(Tulisan karya Muhammad Busthomi Wartawan Radar Bromo Jawapos)
Setiap Jumat pagi, Desa Pajaran di Kecamatan Rembang, Kabupaten Pasuruan, menyajikan pemandangan mengharukan. Ratusan lansia, terutama yang sebatang kara dan kurang mampu, mendapat jatah sarapan gratis dengan diantar ke rumah masing-masing.
AROMA masakan khas rumahan tercium dari dapur di rumah Ainul Wafa, Jumat Legi, 18 Juli lalu. Di sanalah ratusan nasi bungkus dimasak dan disiapkan.
Menjelang subuh, dapur itu tak ubahnya dapur umum kecil yang penuh aktivitas: menanak nasi, menggoreng lauk, menyiapkan sayur, hingga membungkusnya satu per satu.
Bukan dapur restoran atau katering profesional, tapi dari situlah kehangatan itu bermula. Dari rumah pemimpin desa yang menjadikan dapurnya sebagai pusat kepedulian.
Langit masih gelap saat masakan itu siap. Udara dingin pagi menyelimuti Desa Pajaran, Kecamatan Rembang. Namun, di sela kabut tipis yang menyelimuti jalanan, puluhan orang sudah bersiap.

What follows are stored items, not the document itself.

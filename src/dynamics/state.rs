use nalgebra::{Rotation3, Vector3, Vector4};
use serde::{Deserialize, Serialize};

// ---------------------------------------------------------------------------
// Physical constants
// ---------------------------------------------------------------------------

pub const G0: f64 = 9.8; // gravity used by the airframe model, m/s^2

// ---------------------------------------------------------------------------
// Vehicle motion: what the physics engine reports each tick
// ---------------------------------------------------------------------------

/// Pose and rates of the vehicle at one instant.
///
/// Position is in the world frame. Linear and angular velocity are in the
/// body frame (x forward, y left, z up). Never mutated by the autopilot.
#[derive(Debug, Clone, Copy, PartialEq, Serialize, Deserialize)]
pub struct VehicleMotion {
    pub pos: Vector3<f64>,   // m, world
    pub roll: f64,           // rad
    pub pitch: f64,          // rad
    pub yaw: f64,            // rad
    pub vel: Vector3<f64>,   // m/s, body
    pub omega: Vector3<f64>, // rad/s, body
}

impl VehicleMotion {
    /// Level, motionless vehicle at `pos`.
    pub fn at_rest(pos: Vector3<f64>) -> Self {
        Self {
            pos,
            roll: 0.0,
            pitch: 0.0,
            yaw: 0.0,
            vel: Vector3::zeros(),
            omega: Vector3::zeros(),
        }
    }

    /// Horizon → body rotation: undo roll, then pitch. Yaw is left out, it is
    /// tracked as a rate, not an attitude.
    pub fn horizon_to_body(&self) -> Rotation3<f64> {
        Rotation3::from_axis_angle(&Vector3::x_axis(), -self.roll)
            * Rotation3::from_axis_angle(&Vector3::y_axis(), -self.pitch)
    }
}

// ---------------------------------------------------------------------------
// Rotors
// ---------------------------------------------------------------------------

/// Rotor positions, in the fixed order used by the control vector.
#[derive(Debug, Clone, Copy, PartialEq, Eq, Hash)]
pub enum Rotor {
    Ne,
    Nw,
    Se,
    Sw,
}

impl Rotor {
    pub const ALL: [Rotor; 4] = [Rotor::Ne, Rotor::Nw, Rotor::Se, Rotor::Sw];

    /// Sign of this rotor's reaction torque about body z.
    /// Diagonal pairs spin the same way: NE/SW positive, NW/SE negative.
    pub fn reaction_sign(self) -> f64 {
        match self {
            Rotor::Ne | Rotor::Sw => 1.0,
            Rotor::Nw | Rotor::Se => -1.0,
        }
    }
}

/// Commanded rotor angular velocities, rad/s.
#[derive(Debug, Clone, Copy, PartialEq, Default, Serialize, Deserialize)]
pub struct RotorCommand {
    pub ne: f64,
    pub nw: f64,
    pub se: f64,
    pub sw: f64,
}

impl RotorCommand {
    /// All motors stopped.
    pub const OFF: RotorCommand = RotorCommand { ne: 0.0, nw: 0.0, se: 0.0, sw: 0.0 };

    pub fn uniform(w: f64) -> Self {
        Self { ne: w, nw: w, se: w, sw: w }
    }

    /// Map a control vector `u = [NE, NW, SE, SW]`.
    pub fn from_vector(u: &Vector4<f64>) -> Self {
        Self { ne: u[0], nw: u[1], se: u[2], sw: u[3] }
    }

    pub fn to_vector(&self) -> Vector4<f64> {
        Vector4::new(self.ne, self.nw, self.se, self.sw)
    }

    pub fn speed(&self, rotor: Rotor) -> f64 {
        match rotor {
            Rotor::Ne => self.ne,
            Rotor::Nw => self.nw,
            Rotor::Se => self.se,
            Rotor::Sw => self.sw,
        }
    }

    pub fn is_off(&self) -> bool {
        *self == Self::OFF
    }
}

// ---------------------------------------------------------------------------
// Control reference: what the inner loop tracks
// ---------------------------------------------------------------------------

/// Desired horizon-frame velocity and yaw rate.
///
/// `active == false` means motors off; velocity and yaw rate are then ignored.
#[derive(Debug, Clone, Copy, PartialEq, Serialize, Deserialize)]
pub struct ControlReference {
    pub active: bool,
    pub velocity: Vector3<f64>, // m/s, horizon frame
    pub yaw_rate: f64,          // rad/s
}

impl ControlReference {
    pub fn new(velocity: Vector3<f64>, yaw_rate: f64) -> Self {
        Self { active: true, velocity, yaw_rate }
    }

    pub fn off() -> Self {
        Self { active: false, velocity: Vector3::zeros(), yaw_rate: 0.0 }
    }

    /// Hold position: motors on, zero velocity, zero yaw rate.
    pub fn hover() -> Self {
        Self::new(Vector3::zeros(), 0.0)
    }

    /// Componentwise clamp of velocity and yaw rate to `±limit`. Non-finite
    /// components become zero.
    pub fn clamped(&self, limit: f64) -> Self {
        let bound = |v: f64| if v.is_finite() { v.clamp(-limit, limit) } else { 0.0 };
        Self {
            active: self.active,
            velocity: self.velocity.map(bound),
            yaw_rate: bound(self.yaw_rate),
        }
    }

    pub fn is_finite(&self) -> bool {
        self.velocity.iter().all(|v| v.is_finite()) && self.yaw_rate.is_finite()
    }
}

impl Default for ControlReference {
    fn default() -> Self {
        Self::off()
    }
}

#[cfg(test)]
mod tests {
    use super::*;
    use approx::assert_relative_eq;

    #[test]
    fn horizon_to_body_is_identity_when_level() {
        let m = VehicleMotion::at_rest(Vector3::zeros());
        let v = m.horizon_to_body() * Vector3::new(1.0, 2.0, 3.0);
        assert_relative_eq!(v, Vector3::new(1.0, 2.0, 3.0), epsilon = 1e-12);
    }

    #[test]
    fn horizon_to_body_ignores_yaw() {
        let mut m = VehicleMotion::at_rest(Vector3::zeros());
        m.yaw = 1.2;
        let v = m.horizon_to_body() * Vector3::new(2.0, 0.0, 0.0);
        assert_relative_eq!(v, Vector3::new(2.0, 0.0, 0.0), epsilon = 1e-12);
    }

    #[test]
    fn pitched_body_sees_forward_command_tilted() {
        let mut m = VehicleMotion::at_rest(Vector3::zeros());
        m.pitch = 0.1;
        let v = m.horizon_to_body() * Vector3::new(1.0, 0.0, 0.0);
        // Rotating the body nose-down by +pitch puts part of a horizontal
        // command onto body z.
        assert_relative_eq!(v.x, 0.1_f64.cos(), epsilon = 1e-12);
        assert_relative_eq!(v.z, 0.1_f64.sin(), epsilon = 1e-12);
    }

    #[test]
    fn clamp_is_componentwise() {
        let r = ControlReference::new(Vector3::new(9.0, -9.0, 1.0), -7.0).clamped(4.0);
        assert_eq!(r.velocity, Vector3::new(4.0, -4.0, 1.0));
        assert_eq!(r.yaw_rate, -4.0);
        assert!(r.active);
    }

    #[test]
    fn reaction_signs_cancel_in_pairs() {
        let sum: f64 = Rotor::ALL.iter().map(|r| r.reaction_sign()).sum();
        assert_eq!(sum, 0.0);
    }
}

Mereka beranjak dari rumah Ainul Wafa, kepala desa setempat. Masing-masing menenteng kantong plastik merah. Isinya beberapa nasi bungkus.
Satu per satu nasi itu diantar ke rumah-rumah. Bukan untuk dijual, melainkan dibagikan gratis, dengan senyum dan doa yang menyertainya.
Inilah Jumat pagi di Desa Pajaran. Hari di mana 236 lansia, terutama yang hidup sebatang kara dan serba kekurangan—menjadi tamu kehormatan. Mereka tak perlu melangkah ke balai desa, apalagi mengantre. Nasi itu yang datang kepada mereka.
Gerakan ini bukan program besar dari kementerian. Juga bukan proyek berskala nasional. Tapi, inilah karya dari hati: inisiatif Pemerintah Desa Pajaran yang sejak akhir 2022 menggelar program sarapan gratis bagi warga sepuh.
Bukan sekadar mengisi perut, tapi menghangatkan batin yang mungkin selama ini dingin oleh sunyi dan sepi. ”Kami ingin pemerintah desa hadir bagi kelompok masyarakat yang paling rentan,” ujar Ainul Wafa, kepala desa yang menggagas program ini.
Sejak awal, Ainul tahu benar bahwa pembangunan desa tak hanya soal jalan mulus atau kantor megah. Tapi juga tentang rasa, tentang siapa yang diperhatikan, dan siapa yang tak boleh ditinggalkan.
Filosofinya sederhana, sebagai pemimpin desa ia merasa memiliki tanggung jawab moral untuk memastikan tidak ada warganya yang kelaparan. Terutama para lansia yang sering kali luput dari perhatian.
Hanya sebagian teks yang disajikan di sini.